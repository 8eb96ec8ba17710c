//! CLI progress display utilities

use std::time::Duration;

use console::{Emoji, style};
use indicatif::HumanDuration;

use crate::converter::{ConvertPhase, ConvertProgress};

/// Magnifying glass - for reading operations
pub static LOOKING_GLASS: Emoji<'_, '_> = Emoji("🔍 ", "");
/// Document - for parsing the text form
pub static DOCUMENT: Emoji<'_, '_> = Emoji("📄 ", "");
/// Gear - for conversion
pub static GEAR: Emoji<'_, '_> = Emoji("⚙️  ", "");
/// Floppy disk - for writing operations
pub static DISK: Emoji<'_, '_> = Emoji("💾 ", "");
/// Sparkles - for completion
pub static SPARKLE: Emoji<'_, '_> = Emoji("✨ ", "");

/// Print a step indicator: `[1/3] 🔍 Message...`
pub fn print_step(current: usize, total: usize, emoji: Emoji, msg: &str) {
    println!(
        "{} {}{}",
        style(format!("[{current}/{total}]")).bold().dim(),
        emoji,
        msg
    );
}

/// Print completion message: `✨ Done in 2s`
pub fn print_done(elapsed: Duration) {
    println!("{} Done in {}", SPARKLE, HumanDuration(elapsed));
}

/// Emoji shown for a conversion phase
#[must_use]
pub fn phase_emoji(phase: ConvertPhase) -> Emoji<'static, 'static> {
    match phase {
        ConvertPhase::ReadingSource => LOOKING_GLASS,
        ConvertPhase::Parsing => DOCUMENT,
        ConvertPhase::Converting => GEAR,
        ConvertPhase::WritingOutput => DISK,
        ConvertPhase::Complete => SPARKLE,
    }
}

/// Print a conversion progress update as a step line.
///
/// The final `Complete` update is left to [`print_done`].
pub fn print_progress(progress: &ConvertProgress) {
    if progress.phase == ConvertPhase::Complete {
        return;
    }
    let msg = progress
        .message
        .as_deref()
        .unwrap_or(progress.phase.as_str());
    print_step(progress.current, progress.total, phase_emoji(progress.phase), msg);
}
━━━━━━━━━━━━━━━━━━━━━━━━━━━━━━
▶ [WHAT NEEDS TO BE DONE]: Lines in the data that hold "style" are to be counted, and the number alone reported.

▶ [RESULT FOR THIS TASK]: 2